____ GIVEN DATA
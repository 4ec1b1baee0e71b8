//! tidebot-cron: Scheduled job management.
//!
//! Persists time-triggered jobs to a JSON file and fires them from a single
//! background task that owns the job set. Jobs can fire once (`at`), on a
//! fixed interval (`every`) or on a cron expression (`cron`). A built-in
//! heartbeat job periodically checks the workspace `HEARTBEAT.md`.

pub mod heartbeat;
pub mod schedule;
pub mod service;
pub mod store;
pub mod types;

pub use schedule::{compute_next_run, now_ms};
pub use service::{CronService, CronServiceConfig, JobHandler};
pub use store::JobStoreFile;
pub use types::{
    CronStatus, JobPayload, JobState, JobStatus, JobStore, NewJob, PayloadKind, Schedule,
    ScheduledJob,
};

/// Errors returned by the [`CronService`] handle.
#[derive(Debug, thiserror::Error)]
pub enum CronError {
    #[error("cron service task is not running")]
    ServiceStopped,
}

/// Errors writing the job store.
#[derive(Debug, thiserror::Error)]
pub enum StoreError {
    #[error("IO error: {0}")]
    Io(#[from] std::io::Error),
    #[error("JSON error: {0}")]
    Json(#[from] serde_json::Error),
}
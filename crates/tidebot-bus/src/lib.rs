//! tidebot-bus: the message bus between chat channels and the agent.
//!
//! Provides:
//! - `AsyncQueue`, an unbounded multi-producer/multi-consumer FIFO
//! - `MessageBus` with independent inbound and outbound queues and
//!   per-channel outbound fan-out
//! - `ChannelPlugin` / `ChannelManager` for wiring channel adapters to the bus

pub mod bus;
pub mod channel;
pub mod queue;

pub use bus::{MessageBus, OutboundHandler, outbound_handler};
pub use channel::{ChannelManager, ChannelPlugin};
pub use queue::AsyncQueue;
________
__EXERCISE OBJECTIVE__: Please determine how many lines of the records above contain "CronService", and state that number only.

__ANSWER FOR THE TASK__: 2